Too many kids, too few teachers - the reality of early childcare

Early childhood teachers are increasingly suffering stress and injuries while on the job, a new survey has found.

ChildForum found nearly half of the early childhood teachers it surveyed had suffered a physical or mental health injury at work - a jump of 17 percent since the 2014 survey.

Early Childhood National Network chief executive Dr Sarah Alexander says early childhood teachers put children's needs first, but the survey shows it's time to start caring for teachers too.

"There are teachers saying they don't get time to have breaks, they don't get time to go to the toilet, they don't get time to have something to eat, they're asked to continue working even though they're injured or on ACC," she told The Project.

The results reflected the environment at many play centres, kindys, kōhanga reo and hospital-based services.

Reported injuries ranged from being bitten, scratched and kicked by children or hearing loss because of the noise, while mental stresses included claims supervisors were even bullying teachers.

The survey's authors say educators need proper support and to be listened to when they voice concerns about troubling working conditions.

"Something's got to be done to keep these teachers, to not lose them, because what's happening currently is teachers are saying, 'We've had enough, we're going to leave'," Dr Alexander said.

A former early childhood worker told The Project she felt forced to leave the job after being subject to bullying and seeing the treatment of her staff and children at the centre.

"I couldn't morally live with myself working there any more," said the woman, who wanted to remain anonymous.

She said during her 14 years in the early childhood sector, there were too many children and not enough teachers - and it led to children being neglected.

"I saw children locked in bathrooms when [teachers] couldn't handle them.

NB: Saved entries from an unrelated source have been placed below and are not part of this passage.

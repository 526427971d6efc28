//! Discovery chain runs against a scripted correlator.

use std::collections::VecDeque;
use std::sync::{Arc, Mutex};

use async_trait::async_trait;
use bytes::{BufMut, Bytes, BytesMut};
use termlink_engine::{
    EngineConfig, MemoryRepository, NameDecoration, ObjectFactory, Terminus,
};
use termlink_proto::{
    protocol_type, record_type, CommandBitmap, CompactSensorRecord, EndpointId,
    NumericEffecterRecord, Request, Response, Token, TransferFlag, TypeBitmap,
    COMPLETION_SUCCESS, TID_UNASSIGNED,
};
use termlink_transport::{Correlator, CorrelatorError, TokenPool};

const ENDPOINT: EndpointId = 11;

struct ScriptedCorrelator {
    script: Mutex<VecDeque<Result<Response, CorrelatorError>>>,
    requests: Mutex<Vec<Request>>,
}

impl ScriptedCorrelator {
    fn new(script: Vec<Result<Response, CorrelatorError>>) -> Arc<Self> {
        Arc::new(Self {
            script: Mutex::new(script.into()),
            requests: Mutex::new(Vec::new()),
        })
    }

    fn requests(&self) -> Vec<Request> {
        self.requests.lock().unwrap().clone()
    }
}

#[async_trait]
impl Correlator for ScriptedCorrelator {
    async fn transfer(
        &self,
        endpoint: EndpointId,
        _token: Token,
        request: Request,
    ) -> Result<Response, CorrelatorError> {
        self.requests.lock().unwrap().push(request);
        self.script
            .lock()
            .unwrap()
            .pop_front()
            .unwrap_or(Err(CorrelatorError::NoResponse(endpoint)))
    }
}

/// Records every sensor and effecter the discovery run materializes.
#[derive(Default)]
struct CapturingFactory {
    sensors: Mutex<Vec<(String, CompactSensorRecord)>>,
    effecters: Mutex<Vec<(String, NumericEffecterRecord)>>,
}

impl ObjectFactory for CapturingFactory {
    fn build_sensor(&self, _endpoint: EndpointId, name: &str, record: &CompactSensorRecord) {
        self.sensors.lock().unwrap().push((name.to_string(), record.clone()));
    }

    fn build_effecter(&self, _endpoint: EndpointId, name: &str, record: &NumericEffecterRecord) {
        self.effecters
            .lock()
            .unwrap()
            .push((name.to_string(), record.clone()));
    }
}

fn config() -> EngineConfig {
    let _ = tracing_subscriber::fmt()
        .with_env_filter(tracing_subscriber::EnvFilter::from_default_env())
        .with_test_writer()
        .try_init();
    EngineConfig {
        attempt_timeout_ms: 20,
        ..Default::default()
    }
}

fn ok_types(types: &[u8]) -> Result<Response, CorrelatorError> {
    Ok(Response::SupportedTypes {
        completion: COMPLETION_SUCCESS,
        types: TypeBitmap::with_types(types),
    })
}

fn ok_commands() -> Result<Response, CorrelatorError> {
    Ok(Response::SupportedCommands {
        completion: COMPLETION_SUCCESS,
        commands: CommandBitmap::default(),
    })
}

fn record_page(record_type: u8, handle: u32, body: &[u8]) -> Bytes {
    let mut buf = BytesMut::new();
    buf.put_u32_le(handle);
    buf.put_u8(1);
    buf.put_u8(record_type);
    buf.put_u16_le(0);
    buf.put_u16_le(body.len() as u16);
    buf.put_slice(body);
    buf.freeze()
}

fn association_body() -> Bytes {
    let mut body = BytesMut::new();
    body.put_u16_le(1); // terminus handle
    body.put_u8(0); // physical containment
    for v in [10u16, 1, 0] {
        body.put_u16_le(v); // container entity
    }
    body.put_u8(1); // one child
    for v in [20u16, 1, 10] {
        body.put_u16_le(v);
    }
    body.freeze()
}

fn sensor_body(name: &str) -> Bytes {
    let mut body = BytesMut::new();
    body.put_u16_le(1); // terminus handle
    body.put_u16_le(42); // sensor id
    for v in [100u16, 1, 0] {
        body.put_u16_le(v); // entity
    }
    body.put_u8(2); // base unit
    body.put_i8(-3);
    body.put_u8(1);
    body.put_u8(0b0101);
    body.put_i32_le(90);
    body.put_i32_le(0);
    body.put_i32_le(100);
    body.put_i32_le(0);
    body.put_u8((name.len() + 1) as u8);
    body.put_slice(name.as_bytes());
    body.put_u8(0);
    body.freeze()
}

fn record_response(
    next_record_handle: u32,
    next_transfer_handle: u32,
    transfer_flag: TransferFlag,
    record: Bytes,
) -> Result<Response, CorrelatorError> {
    Ok(Response::DescriptionRecord {
        completion: COMPLETION_SUCCESS,
        next_record_handle,
        next_transfer_handle,
        transfer_flag,
        record,
    })
}

#[tokio::test]
async fn tid_failure_still_loads_description_records() {
    let correlator = ScriptedCorrelator::new(vec![
        ok_types(&[protocol_type::BASE, protocol_type::PLATFORM]),
        ok_commands(), // base
        ok_commands(), // platform
        Err(CorrelatorError::NoResponse(ENDPOINT)), // terminus id query
        Ok(Response::EventReceiverRegistered {
            completion: COMPLETION_SUCCESS,
        }),
        record_response(
            2,
            0,
            TransferFlag::StartAndEnd,
            record_page(record_type::ASSOCIATION, 1, &association_body()),
        ),
        record_response(
            0, // terminator: this was the last record
            0,
            TransferFlag::StartAndEnd,
            record_page(record_type::COMPACT_SENSOR, 2, &sensor_body("CPU Temp")),
        ),
    ]);

    let repository = MemoryRepository::new();
    let factory = CapturingFactory::default();
    let mut terminus = Terminus::new(
        ENDPOINT,
        correlator.clone(),
        Arc::new(TokenPool::new()),
        config(),
    );
    let outcome = terminus.discover(&repository, &factory).await;

    assert!(outcome.responsive);
    assert!(outcome.records_complete);
    assert_eq!(outcome.records_loaded, 2);
    assert_eq!(terminus.profile().tid, TID_UNASSIGNED);

    // association merged during the loop, full set committed at the end
    assert_eq!(repository.associations(ENDPOINT).len(), 1);
    assert_eq!(repository.records(ENDPOINT).len(), 2);

    // no decoration configured, so the name falls back to a tid suffix
    let sensors = factory.sensors.lock().unwrap();
    assert_eq!(sensors.len(), 1);
    assert_eq!(sensors[0].0, format!("CPU_Temp_TID{TID_UNASSIGNED}"));
    assert_eq!(sensors[0].1.sensor_id, 42);

    // no config/fru support advertised, so no clock push or inventory fetch
    let requests = correlator.requests();
    assert!(!requests
        .iter()
        .any(|r| matches!(r, Request::SetDateTime { .. } | Request::QueryFruTableMetadata)));
}

#[tokio::test]
async fn unresponsive_endpoint_aborts_the_chain() {
    let correlator = ScriptedCorrelator::new(Vec::new());
    let repository = MemoryRepository::new();
    let factory = CapturingFactory::default();
    let mut terminus = Terminus::new(
        ENDPOINT,
        correlator.clone(),
        Arc::new(TokenPool::new()),
        config(),
    );
    let outcome = terminus.discover(&repository, &factory).await;

    assert!(!outcome.responsive);
    // only the initial capability query went out
    assert_eq!(correlator.requests().len(), 1);
    assert!(repository.records(ENDPOINT).is_empty());
}

#[tokio::test]
async fn fragmented_record_page_is_reassembled() {
    let page = record_page(record_type::COMPACT_SENSOR, 1, &sensor_body("Inlet"));
    let (first, rest) = page.split_at(7);

    let correlator = ScriptedCorrelator::new(vec![
        ok_types(&[protocol_type::PLATFORM]),
        ok_commands(),
        Err(CorrelatorError::NoResponse(ENDPOINT)), // terminus id
        Ok(Response::EventReceiverRegistered {
            completion: COMPLETION_SUCCESS,
        }),
        record_response(0, 77, TransferFlag::Start, Bytes::copy_from_slice(first)),
        record_response(0, 0, TransferFlag::End, Bytes::copy_from_slice(rest)),
    ]);

    let repository = MemoryRepository::new();
    let factory = CapturingFactory::default();
    let mut terminus = Terminus::new(
        ENDPOINT,
        correlator.clone(),
        Arc::new(TokenPool::new()),
        config(),
    );
    let outcome = terminus.discover(&repository, &factory).await;

    assert!(outcome.records_complete);
    assert_eq!(outcome.records_loaded, 1);
    assert_eq!(factory.sensors.lock().unwrap().len(), 1);

    // the continuation carried the handle the first fragment announced
    let requests = correlator.requests();
    assert!(matches!(
        requests.last(),
        Some(Request::FetchDescriptionRecord {
            transfer_handle: 77,
            ..
        })
    ));
}

#[tokio::test]
async fn configured_decoration_prefixes_sensor_names() {
    let correlator = ScriptedCorrelator::new(vec![
        ok_types(&[protocol_type::PLATFORM]),
        ok_commands(),
        Ok(Response::TerminusId {
            completion: COMPLETION_SUCCESS,
            tid: 2,
        }),
        Ok(Response::EventReceiverRegistered {
            completion: COMPLETION_SUCCESS,
        }),
        record_response(
            0,
            0,
            TransferFlag::StartAndEnd,
            record_page(record_type::COMPACT_SENSOR, 1, &sensor_body("DIMM Temp")),
        ),
    ]);

    let repository = MemoryRepository::new();
    let factory = CapturingFactory::default();
    let mut terminus = Terminus::new(
        ENDPOINT,
        correlator,
        Arc::new(TokenPool::new()),
        config(),
    )
    .with_decoration(Some(NameDecoration {
        text: "S0_".into(),
        prefix: true,
    }));
    terminus.discover(&repository, &factory).await;

    let sensors = factory.sensors.lock().unwrap();
    assert_eq!(sensors[0].0, "S0_DIMM_Temp");
    assert_eq!(terminus.profile().tid, 2);
}

#[tokio::test]
async fn fru_inventory_is_pulled_when_advertised() {
    let mut table = BytesMut::new();
    table.put_u16_le(1); // record set
    table.put_u8(1); // record kind
    table.put_u8(1); // one field
    table.put_u8(1); // ASCII
    table.put_u8(4); // serial-number field
    table.put_u8(6);
    table.put_slice(b"SN1234");

    let correlator = ScriptedCorrelator::new(vec![
        ok_types(&[protocol_type::BASE, protocol_type::FRU]),
        ok_commands(), // base
        ok_commands(), // fru
        Ok(Response::TerminusId {
            completion: COMPLETION_SUCCESS,
            tid: 4,
        }),
        Ok(Response::FruTableMetadata {
            completion: COMPLETION_SUCCESS,
            total_records: 1,
        }),
        Ok(Response::FruTable {
            completion: COMPLETION_SUCCESS,
            next_transfer_handle: 0,
            transfer_flag: TransferFlag::StartAndEnd,
            table: table.freeze(),
        }),
    ]);

    let repository = MemoryRepository::new();
    let factory = CapturingFactory::default();
    let mut terminus = Terminus::new(
        ENDPOINT,
        correlator,
        Arc::new(TokenPool::new()),
        config(),
    );
    let outcome = terminus.discover(&repository, &factory).await;

    assert!(outcome.responsive);
    let fields = &terminus.profile().fru_fields;
    assert_eq!(fields.len(), 1);
    assert_eq!(fields[0].field_type, 4);
    assert_eq!(fields[0].value, "SN1234");
}

#[tokio::test]
async fn invalid_locator_is_reported_not_committed() {
    let mut valid = BytesMut::new();
    valid.put_u16_le(0x0101);
    valid.put_u8(1); // valid
    valid.put_u8(2); // tid
    valid.put_u8(ENDPOINT);

    let mut invalid = BytesMut::new();
    invalid.put_u16_le(0x0202);
    invalid.put_u8(0); // invalid
    invalid.put_u8(0);
    invalid.put_u8(ENDPOINT);

    let correlator = ScriptedCorrelator::new(vec![
        ok_types(&[protocol_type::PLATFORM]),
        ok_commands(),
        Ok(Response::TerminusId {
            completion: COMPLETION_SUCCESS,
            tid: 2,
        }),
        Ok(Response::EventReceiverRegistered {
            completion: COMPLETION_SUCCESS,
        }),
        record_response(
            2,
            0,
            TransferFlag::StartAndEnd,
            record_page(record_type::TERMINUS_LOCATOR, 1, &valid.freeze()),
        ),
        record_response(
            0,
            0,
            TransferFlag::StartAndEnd,
            record_page(record_type::TERMINUS_LOCATOR, 2, &invalid.freeze()),
        ),
    ]);

    let repository = MemoryRepository::new();
    let factory = CapturingFactory::default();
    let mut terminus = Terminus::new(
        ENDPOINT,
        correlator,
        Arc::new(TokenPool::new()),
        config(),
    );
    let outcome = terminus.discover(&repository, &factory).await;

    assert!(outcome.records_complete);
    // only the valid locator was committed and tracked in the profile
    assert_eq!(repository.records(ENDPOINT).len(), 1);
    assert_eq!(repository.invalid_locators(ENDPOINT), vec![0x0202]);
    assert!(terminus.profile().locators.contains_key(&0x0101));
    assert!(!terminus.profile().locators.contains_key(&0x0202));
}

#[tokio::test]
async fn record_loop_failure_commits_partial_set() {
    let correlator = ScriptedCorrelator::new(vec![
        ok_types(&[protocol_type::PLATFORM]),
        ok_commands(),
        Err(CorrelatorError::NoResponse(ENDPOINT)), // terminus id
        Ok(Response::EventReceiverRegistered {
            completion: COMPLETION_SUCCESS,
        }),
        record_response(
            5, // more records follow
            0,
            TransferFlag::StartAndEnd,
            record_page(record_type::COMPACT_SENSOR, 1, &sensor_body("Outlet")),
        ),
        // next fetch never answers
    ]);

    let repository = MemoryRepository::new();
    let factory = CapturingFactory::default();
    let mut terminus = Terminus::new(
        ENDPOINT,
        correlator,
        Arc::new(TokenPool::new()),
        config(),
    );
    let outcome = terminus.discover(&repository, &factory).await;

    assert!(outcome.responsive);
    assert!(!outcome.records_complete);
    assert_eq!(outcome.records_loaded, 1);
    // the partial set is still usable
    assert_eq!(repository.records(ENDPOINT).len(), 1);
    assert_eq!(factory.sensors.lock().unwrap().len(), 1);
}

I saw children being left to scream, babies, for up to an hour while we were busy changing nappies and we just couldn't get to them.

"I saw little babies lying on the floor and being stood on or bitten by toddlers."

Her message to parents is to "turn up, don't ring, don't make an appointment, just show up at lunch time and see the true picture".

She said even though the Ministry checks the centres, the visits are announced and centres have time to prepare.

The former teacher says that owners of early childhood centres should be qualified, instead of simply seeing the centres as a business opportunity.

Newshub.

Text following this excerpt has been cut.